What is the "easiest" way to show that there is no continuous injection $f:S^2 \rightarrow \mathbb{R^2}$?
Sure the Borsuk-Ulam theorem implies that result, but this may be a "difficult" way.
What is the "easiest" way to show that there is no continuous injection $f:S^2 \rightarrow \mathbb{R^2}$?
Sure the Borsuk-Ulam theorem implies that result, but this may be a "difficult" way.
On
A broad-strokes proof outline:
Consider two points $a,b \in S^2$ and a continuous closed curve $C\in S^2$ such that all coninuous transformations mapping $a\to b$ contain a value on $C$. The existtance of such a triplet is shown by example: The North and South poles, and the equator, on a sphere.
Now consider any continuous injection of that triplet onto some co-domain $D \in \Bbb{R}^2$. (Since the injection is also surjective onto $D$ it is a bijection.) Since every continuous curve line from $a$ to $b$ intersects $C$, and continuous injections preserve that property, exactly one of $a',b'$ must lie in the interior of $C'$. Without loss of generality, say $a'$ is not in the interior of $C'$.
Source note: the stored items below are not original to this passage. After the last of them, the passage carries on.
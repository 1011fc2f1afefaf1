use crate::conditions;
use crate::document::{ContentType, DocumentTree, NodeId};
use crate::error::Result;
use crate::replacers::{Outcome, Replacer};
use crate::tag::ParsedTag;
use crate::variables::VariableSource;

/// Renders one of a dropdown's two alternatives from a conditional: the
/// first when it holds, the second when it does not.
///
/// A dropdown with a single alternative always renders it, and one with no
/// alternatives is left alone; neither case evaluates the conditional.
pub struct ConditionalDropdownReplacer;

impl Replacer for ConditionalDropdownReplacer {
    fn prefix(&self) -> &str {
        "conditional"
    }

    fn restriction(&self) -> ContentType {
        ContentType::Dropdown
    }

    fn process(
        &self,
        tree: &mut DocumentTree,
        control: NodeId,
        tag: &ParsedTag,
        source: &VariableSource,
    ) -> Result<Outcome> {
        let alternatives = tree.alternatives(control);
        match alternatives.len() {
            0 => Ok(Outcome::untouched()),
            1 => Ok(Outcome::text(alternatives[0].chosen_text())),
            _ => {
                let holds = conditions::evaluate(&tag.identifier, source, &tag.params)?;
                let chosen = if holds {
                    &alternatives[0]
                } else {
                    &alternatives[1]
                };
                Ok(Outcome::text(chosen.chosen_text()))
            }
        }
    }
}

/// Picks between a singular and a plural wording from the length of a list
/// variable: the first alternative for at most one item, the second
/// otherwise.
pub struct SingularDropdownReplacer;

impl Replacer for SingularDropdownReplacer {
    fn prefix(&self) -> &str {
        "singular"
    }

    fn restriction(&self) -> ContentType {
        ContentType::Dropdown
    }

    fn process(
        &self,
        tree: &mut DocumentTree,
        control: NodeId,
        tag: &ParsedTag,
        source: &VariableSource,
    ) -> Result<Outcome> {
        // the identifier must name a list even when the dropdown turns out
        // to be unusable, so resolve before looking at the alternatives
        let items = source.resolve_list(&tag.identifier)?;
        let alternatives = tree.alternatives(control);
        if alternatives.is_empty() {
            return Ok(Outcome::untouched());
        }
        let chosen = if items.len() <= 1 || alternatives.len() == 1 {
            &alternatives[0]
        } else {
            &alternatives[1]
        };
        Ok(Outcome::text(chosen.chosen_text()))
    }
}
Then $C'$ cannot be continuously deformed to lie completely in an arbitrarily small $\epsilon$-ball containing $a'$ in its interior. And a continous injection would preserve that property. Yet $C$ can be continuously deformed to lie completely in an arbitrarily small $\epsilon$-ball containing $a$ in its interior. This contradictoin shows that we could not have the desired continuous injection.
This is a non-obvious result. By invariance of domain, if there were such an $f$, its image would be open in $\Bbb R^2$. But it would, of course, also be compact. Oops.